Cité iconique et historique de l’Algarve, ancien port marchand prospère, Lagos, au contraire d’Albufeira, a réussi à prendre le virage du tourisme de masse tout en conservant son caractère, son identité. Ce bijou que je vous invite à Googliser, incite instantanément à la marche, à la flânerie, à la découverte, à la poésie, à… Houlà je m’emporte là pardon.  Son centre-ville intact aux splendides demeures du XVIème a réussi à intégrer quasi naturellement les bars ou restaurants destinés à une clientèle essentiellement anglo saxonne, comme si l’assimilation était dans les gênes de Lagos ou comme si Lagos était une belle femme portugaise qui parle avec l’accent anglais. Et à deux pas du centre-ville, en bord d’océan se trouvent des formations rocheuses à la couleur unique, de petites plages de sable fin ou encore de petites grottes marines… L’ensemble donne à Lagos un aspect unique et inoubliable que j’invite à découvrir sans aucune modération !

Le doux soleil d’octobre commence déjà à décliner lorsque nous quittons la ville et la raison voudrait que nous rentrions sagement à Faro pour profiter tranquillement de la fin de notre petit séjour mais une idée m’obstine depuis mon arrivée au Portugal : aller au bout du bout du la pointe sud du pays. Il s’agit manifestement d’une envie plus spirituelle que touristique à proprement parler, le symbole de la destination finale, l’image de l’océan comme seul horizon et toutes les rêveries qui vont avec. Il fait nuit noire quand nous longeons la côte et traversons Sagres avec pour objectif final Cabo San Vicente. La route est étroite, la visibilité moyenne et l’humidité omniprésente : nous sommes rentrés dans une autre atmosphère. A notre arrivée au Cabo, nous croisons quelques chiens errants et des surfeurs en combinaison. L’ambiance est spéciale : peu de lumière, le point de vue principal qui surplombe l’océan est totalement dans le noir, nous n’entendons que le fracas des vagues en contrebas et quelques aboiements. Une vraie ambiance de fin du monde et le début d’un autre. La température est largement en dessous des 10 degrés et nous décidons donc de clôturer notre trip avec un bon chocolat chaud dans une sympathique taverne à la lumière tamisée et à l’ambiance décontractée. Mission accomplie, même dans le noir.
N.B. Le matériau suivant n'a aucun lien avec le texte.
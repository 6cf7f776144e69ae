//! Per-outcome request counters.

use std::collections::BTreeMap;
use std::sync::atomic::{AtomicU64, Ordering};

use super::resolver::Outcome;

#[derive(Debug, Default)]
pub struct PipelineStats {
    counts: [AtomicU64; Outcome::ALL.len()],
}

impl PipelineStats {
    pub fn record(&self, outcome: Outcome) {
        self.counts[outcome as usize].fetch_add(1, Ordering::Relaxed);
    }

    pub fn get(&self, outcome: Outcome) -> u64 {
        self.counts[outcome as usize].load(Ordering::Relaxed)
    }

    pub fn total(&self) -> u64 {
        self.counts.iter().map(|c| c.load(Ordering::Relaxed)).sum()
    }

    /// Counts keyed by outcome label.
    pub fn snapshot(&self) -> BTreeMap<&'static str, u64> {
        Outcome::ALL
            .iter()
            .map(|o| (o.as_str(), self.get(*o)))
            .collect()
    }
}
Le retour vers Faro se fait dans le calme et la sérénité et c’est du sommeil des Justes que nous passons notre dernière nuit en terre lusitanienne.

Sa mère, j’ai vu le bout du monde…

Il existe des endroits sur cette planète où il ne suffit que de quelques instants sur place pour savoir qu’on ne s’y sentira jamais vraiment à l’aise, jamais vraiment un peu chez soi… Et puis il y a l’Algarve où tout est spontané, immédiat. La chaleur humaine de ses habitants y fait beaucoup évidemment mais il y a autre chose : cette sérénité et ce calme si présents dans l’atmosphère incitent le voyageur à la découverte, la contemplation mais aussi à l’introspection. En seulement deux jours je me suis senti imprégné d’une sensation de paix intérieure quasi mystique, moi qui ne crois en rien. Allez donc vous confronter à l’Algarve chers amis, allez tâter le sable des jolies plages de Lagos, allez vous casser le ventre pour pas un rond, allez vous acheter des slips bariolés, allez parler aux mouettes, allez rouler à 60 sur l’autoroute, allez-y l’Algarve vous attend* !

Mais sinon : sa mère, j’ai vu le bout du monde…

*Ceci n’était pas un message de l’office du tourisme d’Algarve.